DCT Risk/Benefit Profile: A Focus on Adherence

Applied Clinical TrialsApplied Clinical Trials-04-01-2022
Volume 31
Issue 4

Assessing the benefits of digital adherence monitoring for sites and patients.

Decentralized clinical trials (DCTs) are here to stay, as demonstrated by international regulators’ recent commitments to the model. But while the approach offers a multitude of benefits, from expanding access to increasing cohort diversity, it can also serve to magnify existing challenges, such as managing medication adherence.

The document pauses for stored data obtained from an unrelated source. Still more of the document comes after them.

//! Build command implementations (build, watch)

use std::path::Path;
use std::process::ExitCode;
use std::time::Instant;

use super::{load_project, EXIT_ERROR, EXIT_SUCCESS};
use crate::build::{BuildSummary, Pipeline};
use crate::config::CliOverrides;
use crate::watch::{watch, WatchOptions};

/// Run the build command
pub fn run_build(config: Option<&Path>, selector: &str) -> ExitCode {
    let Some(project) = load_project(config, &CliOverrides::default()) else {
        return ExitCode::from(EXIT_ERROR);
    };
    let profiles = match project.select_profiles(Some(selector)) {
        Ok(profiles) => profiles,
        Err(e) => {
            eprintln!("Error: {}", e);
            return ExitCode::from(EXIT_ERROR);
        }
    };
    if profiles.is_empty() {
        eprintln!("Error: no profiles configured in packsmith.toml");
        return ExitCode::from(EXIT_ERROR);
    }

    let pipeline = Pipeline::new(project);
    let start = Instant::now();
    let mut summary = BuildSummary::new();

    // One failing profile does not stop the batch
    for id in &profiles {
        println!("Building {} ...", id);
        let outcome = pipeline.build(id);
        match (&outcome.artifact, outcome.error()) {
            (Some(artifact), _) => {
                println!("  {} ({} bytes)", artifact.path.display(), artifact.size)
            }
            (None, Some(err)) => println!("  Failed: {}", err),
            (None, None) => {}
        }
        summary.add(outcome);
    }

    let summary = summary.with_duration(start.elapsed());
    println!("{}", summary.summary());

    if summary.is_success() {
        ExitCode::from(EXIT_SUCCESS)
    } else {
        ExitCode::from(EXIT_ERROR)
    }
}

/// Run the watch command
pub fn run_watch(config: Option<&Path>, selector: &str, no_deploy: bool, debounce: Option<u64>) -> ExitCode {
    let overrides = CliOverrides {
        debounce_ms: debounce,
        deploy: no_deploy.then_some(false),
        ..Default::default()
    };
    let Some(project) = load_project(config, &overrides) else {
        return ExitCode::from(EXIT_ERROR);
    };
    let profiles = match project.select_profiles(Some(selector)) {
        Ok(profiles) => profiles,
        Err(e) => {
            eprintln!("Error: {}", e);
            return ExitCode::from(EXIT_ERROR);
        }
    };

    let options = WatchOptions::from_project(&project);
    let runtime = match tokio::runtime::Builder::new_current_thread().enable_all().build() {
        Ok(runtime) => runtime,
        Err(e) => {
            eprintln!("Error: failed to start runtime: {}", e);
            return ExitCode::from(EXIT_ERROR);
        }
    };

    match runtime.block_on(watch(Pipeline::new(project), profiles, options)) {
        Ok(report) => {
            println!(
                "Stopped: {} build(s), {} failed, {} deployed",
                report.builds, report.failures, report.deploys
            );
            ExitCode::from(EXIT_SUCCESS)
        }
        Err(e) => {
            eprintln!("Watch error: {}", e);
            ExitCode::from(EXIT_ERROR)
        }
    }
}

The benefits of DCTs have been well documented in recent years. The FDA’s Digital Health Technologies for Remote Data Acquisition in Clinical Investigations Guidance for Industry, Investigators, and Other Stakeholders, for example, says that technological advances have “revolutionized the ability to remotely obtain and analyze clinically relevant information”.1

The guidance, published in January, said that using digital health technologies (DHT) for direct, frequent data collection in the home environment provides a broader picture of people’s daily lives and behaviors. In addition, technological solutions can capture information from those who might otherwise be unable to report their experiences, such as infants or people living with cognitive impairment, it said.

In Europe, the Accelerating Clinical Trials in the EU (ACT EU) initiative, part of the updated EU Clinical Trial Regulation, has also placed the spotlight on this new way of working.2 Launched by the European Commission, the Heads of Medicines Agencies, and the European Medicines Agency in January, the program lists enabling innovative trial methods and supporting the modernization of good clinical practice as being among its 10 “priority actions” for 2022.

Documents such as these are installing confidence in remote monitoring and giving the industry the framework it needs to embrace the potential of DCTs or at least a hybrid trial.

DCTs and adherence

As we move into this new world, however, we must be cognizant of the pitfalls as well as the benefits of DCTs. Adherence to medication, long an issue in clinical trials, is one potential casualty.3

Sponsors and CROs know that patients not taking their medication as prescribed can drain study power, even to the point of study failure, and lead to underestimations of drug efficacy. But they also need to be aware that DCTs can magnify the problem. The removal of at least some of the face-to-face contact between site and participant can impact on the person’s engagement with the trial protocol­­—a well-documented factor in poor medicine-taking behavior.4,5

In addition, because DCTs facilitate a more diversified population, the potential for non-adherent patients may be increased. Currently, study teams can have a selection bias toward those patients they know to be disciplined in their medication-taking behavior. By facilitating broader inclusion, however, DCTs can serve to remove this site filter, and compound issues surrounding poor adherence to medication.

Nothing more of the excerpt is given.